▶ [EXERCISE]
Count every line in the entries that follow where the word "injected" appears, then state only the total.

[Data items]
* * *

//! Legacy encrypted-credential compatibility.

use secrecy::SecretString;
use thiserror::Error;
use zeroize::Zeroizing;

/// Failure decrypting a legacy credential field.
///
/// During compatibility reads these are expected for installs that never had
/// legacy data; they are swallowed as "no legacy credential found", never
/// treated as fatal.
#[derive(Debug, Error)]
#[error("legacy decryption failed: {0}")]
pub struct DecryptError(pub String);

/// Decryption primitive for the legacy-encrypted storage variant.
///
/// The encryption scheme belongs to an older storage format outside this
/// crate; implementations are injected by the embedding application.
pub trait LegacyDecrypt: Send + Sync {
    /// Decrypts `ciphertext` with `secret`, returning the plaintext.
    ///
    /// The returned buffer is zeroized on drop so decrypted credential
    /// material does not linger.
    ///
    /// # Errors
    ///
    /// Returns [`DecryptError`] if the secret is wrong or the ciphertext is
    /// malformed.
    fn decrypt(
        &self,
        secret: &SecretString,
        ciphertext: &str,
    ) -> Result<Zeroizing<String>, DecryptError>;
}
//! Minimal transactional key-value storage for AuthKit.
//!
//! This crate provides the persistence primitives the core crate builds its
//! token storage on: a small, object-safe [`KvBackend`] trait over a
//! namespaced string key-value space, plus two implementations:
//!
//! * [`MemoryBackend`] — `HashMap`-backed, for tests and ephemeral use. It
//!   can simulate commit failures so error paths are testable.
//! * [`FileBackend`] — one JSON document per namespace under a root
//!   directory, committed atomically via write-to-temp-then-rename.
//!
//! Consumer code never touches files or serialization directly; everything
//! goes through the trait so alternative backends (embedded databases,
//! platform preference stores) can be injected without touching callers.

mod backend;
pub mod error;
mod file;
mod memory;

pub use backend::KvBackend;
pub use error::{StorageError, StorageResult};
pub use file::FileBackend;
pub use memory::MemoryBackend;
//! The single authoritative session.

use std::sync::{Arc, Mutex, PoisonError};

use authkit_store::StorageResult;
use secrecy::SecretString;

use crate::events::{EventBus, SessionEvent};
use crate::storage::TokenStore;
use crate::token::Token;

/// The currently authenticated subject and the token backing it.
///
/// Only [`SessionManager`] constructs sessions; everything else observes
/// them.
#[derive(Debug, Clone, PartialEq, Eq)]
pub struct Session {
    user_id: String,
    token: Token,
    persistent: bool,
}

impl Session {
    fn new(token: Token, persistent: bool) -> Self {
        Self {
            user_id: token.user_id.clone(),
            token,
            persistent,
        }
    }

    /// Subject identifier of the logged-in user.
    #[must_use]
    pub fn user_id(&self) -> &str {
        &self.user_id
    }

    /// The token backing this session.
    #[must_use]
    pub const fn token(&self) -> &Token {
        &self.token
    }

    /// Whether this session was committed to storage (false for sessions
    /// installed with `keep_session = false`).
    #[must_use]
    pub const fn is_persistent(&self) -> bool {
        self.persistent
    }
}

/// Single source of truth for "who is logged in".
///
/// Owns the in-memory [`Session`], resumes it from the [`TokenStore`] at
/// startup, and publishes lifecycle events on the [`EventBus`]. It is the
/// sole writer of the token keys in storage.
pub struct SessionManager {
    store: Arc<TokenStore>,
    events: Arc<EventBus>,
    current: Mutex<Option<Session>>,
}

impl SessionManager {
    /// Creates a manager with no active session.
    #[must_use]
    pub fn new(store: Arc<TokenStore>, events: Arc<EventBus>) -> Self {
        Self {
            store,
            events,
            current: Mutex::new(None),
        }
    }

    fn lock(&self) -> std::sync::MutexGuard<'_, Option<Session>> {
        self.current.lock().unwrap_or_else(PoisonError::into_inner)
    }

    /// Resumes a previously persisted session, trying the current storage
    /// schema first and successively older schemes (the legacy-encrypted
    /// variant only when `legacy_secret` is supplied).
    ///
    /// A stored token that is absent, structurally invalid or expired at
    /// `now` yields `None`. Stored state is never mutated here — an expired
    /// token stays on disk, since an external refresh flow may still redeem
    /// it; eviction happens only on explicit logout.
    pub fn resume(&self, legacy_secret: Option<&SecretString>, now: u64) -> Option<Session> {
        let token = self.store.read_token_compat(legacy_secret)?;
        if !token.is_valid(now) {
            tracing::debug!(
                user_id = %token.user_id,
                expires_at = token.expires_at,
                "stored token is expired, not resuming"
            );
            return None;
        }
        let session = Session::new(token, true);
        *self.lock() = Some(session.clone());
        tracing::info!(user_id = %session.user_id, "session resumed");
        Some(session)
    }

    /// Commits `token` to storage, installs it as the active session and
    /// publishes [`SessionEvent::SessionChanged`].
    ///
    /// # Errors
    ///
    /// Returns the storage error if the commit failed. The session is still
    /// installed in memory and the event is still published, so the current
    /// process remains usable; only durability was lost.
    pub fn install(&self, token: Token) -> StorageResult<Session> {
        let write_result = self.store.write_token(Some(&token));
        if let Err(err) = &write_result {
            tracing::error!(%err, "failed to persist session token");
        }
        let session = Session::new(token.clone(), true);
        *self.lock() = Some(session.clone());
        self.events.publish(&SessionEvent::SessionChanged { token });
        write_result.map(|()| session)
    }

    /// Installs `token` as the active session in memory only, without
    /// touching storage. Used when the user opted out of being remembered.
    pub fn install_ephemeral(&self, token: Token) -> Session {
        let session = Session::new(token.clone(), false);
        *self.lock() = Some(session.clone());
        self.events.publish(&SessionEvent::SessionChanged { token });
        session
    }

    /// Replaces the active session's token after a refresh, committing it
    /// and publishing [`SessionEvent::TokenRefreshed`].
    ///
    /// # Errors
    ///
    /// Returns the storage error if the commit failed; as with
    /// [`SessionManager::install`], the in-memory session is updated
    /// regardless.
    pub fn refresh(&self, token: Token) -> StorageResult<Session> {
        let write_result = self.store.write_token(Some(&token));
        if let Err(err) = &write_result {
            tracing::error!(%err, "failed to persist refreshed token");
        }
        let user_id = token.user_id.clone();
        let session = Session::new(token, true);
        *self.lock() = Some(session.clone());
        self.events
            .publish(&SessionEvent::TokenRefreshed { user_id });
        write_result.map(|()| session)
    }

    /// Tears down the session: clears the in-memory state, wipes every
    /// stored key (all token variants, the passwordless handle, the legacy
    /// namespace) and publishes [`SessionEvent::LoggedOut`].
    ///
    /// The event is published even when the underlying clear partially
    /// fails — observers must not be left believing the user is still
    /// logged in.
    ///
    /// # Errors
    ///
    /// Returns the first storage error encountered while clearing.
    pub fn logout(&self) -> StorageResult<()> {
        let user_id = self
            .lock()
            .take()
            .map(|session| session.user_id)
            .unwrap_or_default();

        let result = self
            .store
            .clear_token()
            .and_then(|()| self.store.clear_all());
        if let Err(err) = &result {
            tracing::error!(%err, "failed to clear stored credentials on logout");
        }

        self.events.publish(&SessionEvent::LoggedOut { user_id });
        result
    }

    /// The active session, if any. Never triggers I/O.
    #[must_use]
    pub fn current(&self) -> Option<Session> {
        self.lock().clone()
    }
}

* * *

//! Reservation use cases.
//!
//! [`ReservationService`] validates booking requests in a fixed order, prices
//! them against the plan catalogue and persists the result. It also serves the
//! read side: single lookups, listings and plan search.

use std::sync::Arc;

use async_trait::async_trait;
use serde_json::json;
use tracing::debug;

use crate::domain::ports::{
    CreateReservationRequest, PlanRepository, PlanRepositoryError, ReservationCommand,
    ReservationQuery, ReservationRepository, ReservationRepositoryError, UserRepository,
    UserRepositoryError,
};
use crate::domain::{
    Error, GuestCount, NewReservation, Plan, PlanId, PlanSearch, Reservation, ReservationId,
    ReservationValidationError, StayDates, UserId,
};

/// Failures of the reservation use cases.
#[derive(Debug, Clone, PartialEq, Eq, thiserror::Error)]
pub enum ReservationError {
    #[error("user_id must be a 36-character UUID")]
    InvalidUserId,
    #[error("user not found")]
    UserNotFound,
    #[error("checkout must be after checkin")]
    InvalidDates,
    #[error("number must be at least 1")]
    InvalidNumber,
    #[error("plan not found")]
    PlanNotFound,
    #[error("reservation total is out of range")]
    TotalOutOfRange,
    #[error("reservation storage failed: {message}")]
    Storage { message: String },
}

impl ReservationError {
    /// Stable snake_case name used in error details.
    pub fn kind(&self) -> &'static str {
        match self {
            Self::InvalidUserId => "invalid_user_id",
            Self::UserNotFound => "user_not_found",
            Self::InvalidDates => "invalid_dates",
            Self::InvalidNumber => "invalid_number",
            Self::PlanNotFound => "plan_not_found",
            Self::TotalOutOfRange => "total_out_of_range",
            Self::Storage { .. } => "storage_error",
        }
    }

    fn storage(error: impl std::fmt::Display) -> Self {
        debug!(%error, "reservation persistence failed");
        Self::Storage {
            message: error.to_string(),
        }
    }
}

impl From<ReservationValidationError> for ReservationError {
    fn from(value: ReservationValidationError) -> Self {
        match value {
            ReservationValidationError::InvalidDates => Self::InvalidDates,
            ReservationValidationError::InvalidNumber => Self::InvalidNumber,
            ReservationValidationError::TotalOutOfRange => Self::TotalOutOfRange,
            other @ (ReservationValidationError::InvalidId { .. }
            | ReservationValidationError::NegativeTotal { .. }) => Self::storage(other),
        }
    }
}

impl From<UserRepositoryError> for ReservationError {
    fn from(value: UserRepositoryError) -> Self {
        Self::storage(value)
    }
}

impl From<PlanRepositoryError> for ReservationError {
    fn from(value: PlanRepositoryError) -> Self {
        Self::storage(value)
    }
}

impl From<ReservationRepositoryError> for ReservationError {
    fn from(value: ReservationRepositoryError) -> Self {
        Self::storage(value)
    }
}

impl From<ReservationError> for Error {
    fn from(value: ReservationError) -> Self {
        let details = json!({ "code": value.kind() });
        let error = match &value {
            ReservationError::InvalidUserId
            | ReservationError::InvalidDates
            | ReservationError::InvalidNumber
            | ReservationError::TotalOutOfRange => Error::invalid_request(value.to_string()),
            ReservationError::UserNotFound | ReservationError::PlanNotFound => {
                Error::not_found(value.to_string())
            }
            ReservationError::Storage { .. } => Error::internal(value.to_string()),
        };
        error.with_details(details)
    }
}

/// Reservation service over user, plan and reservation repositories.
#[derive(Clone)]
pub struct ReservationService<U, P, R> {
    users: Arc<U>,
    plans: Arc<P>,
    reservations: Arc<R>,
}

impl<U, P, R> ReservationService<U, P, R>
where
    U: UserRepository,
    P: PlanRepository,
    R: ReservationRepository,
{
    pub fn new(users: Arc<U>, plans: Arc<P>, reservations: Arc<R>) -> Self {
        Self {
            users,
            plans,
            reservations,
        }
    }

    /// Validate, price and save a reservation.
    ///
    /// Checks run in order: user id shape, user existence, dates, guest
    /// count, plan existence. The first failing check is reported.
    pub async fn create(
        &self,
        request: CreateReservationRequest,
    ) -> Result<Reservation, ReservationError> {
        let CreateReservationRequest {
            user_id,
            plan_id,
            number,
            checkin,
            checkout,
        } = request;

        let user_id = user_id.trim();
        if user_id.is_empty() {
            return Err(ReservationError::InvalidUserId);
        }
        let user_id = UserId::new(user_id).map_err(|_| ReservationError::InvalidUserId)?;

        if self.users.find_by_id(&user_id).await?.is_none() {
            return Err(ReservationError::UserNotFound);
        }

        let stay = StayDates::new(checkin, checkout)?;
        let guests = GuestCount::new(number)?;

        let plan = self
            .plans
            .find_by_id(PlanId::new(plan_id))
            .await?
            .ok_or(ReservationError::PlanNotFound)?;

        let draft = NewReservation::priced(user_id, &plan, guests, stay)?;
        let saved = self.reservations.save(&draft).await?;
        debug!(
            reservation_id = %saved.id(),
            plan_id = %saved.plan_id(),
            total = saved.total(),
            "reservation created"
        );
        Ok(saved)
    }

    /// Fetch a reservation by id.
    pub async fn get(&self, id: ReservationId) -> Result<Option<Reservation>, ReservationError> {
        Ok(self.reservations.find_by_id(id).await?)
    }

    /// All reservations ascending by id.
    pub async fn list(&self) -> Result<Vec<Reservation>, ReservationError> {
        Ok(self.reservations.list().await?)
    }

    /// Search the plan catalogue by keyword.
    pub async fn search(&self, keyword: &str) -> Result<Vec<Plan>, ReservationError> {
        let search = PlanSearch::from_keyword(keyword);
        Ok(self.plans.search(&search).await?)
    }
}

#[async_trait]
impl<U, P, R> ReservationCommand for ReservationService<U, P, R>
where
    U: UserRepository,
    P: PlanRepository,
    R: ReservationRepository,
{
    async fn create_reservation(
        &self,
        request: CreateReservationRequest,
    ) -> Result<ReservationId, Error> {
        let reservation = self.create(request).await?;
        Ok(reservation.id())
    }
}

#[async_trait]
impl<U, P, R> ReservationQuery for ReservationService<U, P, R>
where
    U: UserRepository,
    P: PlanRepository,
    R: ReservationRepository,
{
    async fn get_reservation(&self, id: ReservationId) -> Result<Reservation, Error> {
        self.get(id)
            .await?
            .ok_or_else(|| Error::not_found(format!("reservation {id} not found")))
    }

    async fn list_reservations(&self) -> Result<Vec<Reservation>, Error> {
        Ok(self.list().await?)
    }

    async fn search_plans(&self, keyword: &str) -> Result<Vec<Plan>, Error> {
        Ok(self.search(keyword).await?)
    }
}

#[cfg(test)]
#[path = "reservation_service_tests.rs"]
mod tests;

* * *

▶ [ANSWER SPACE]
2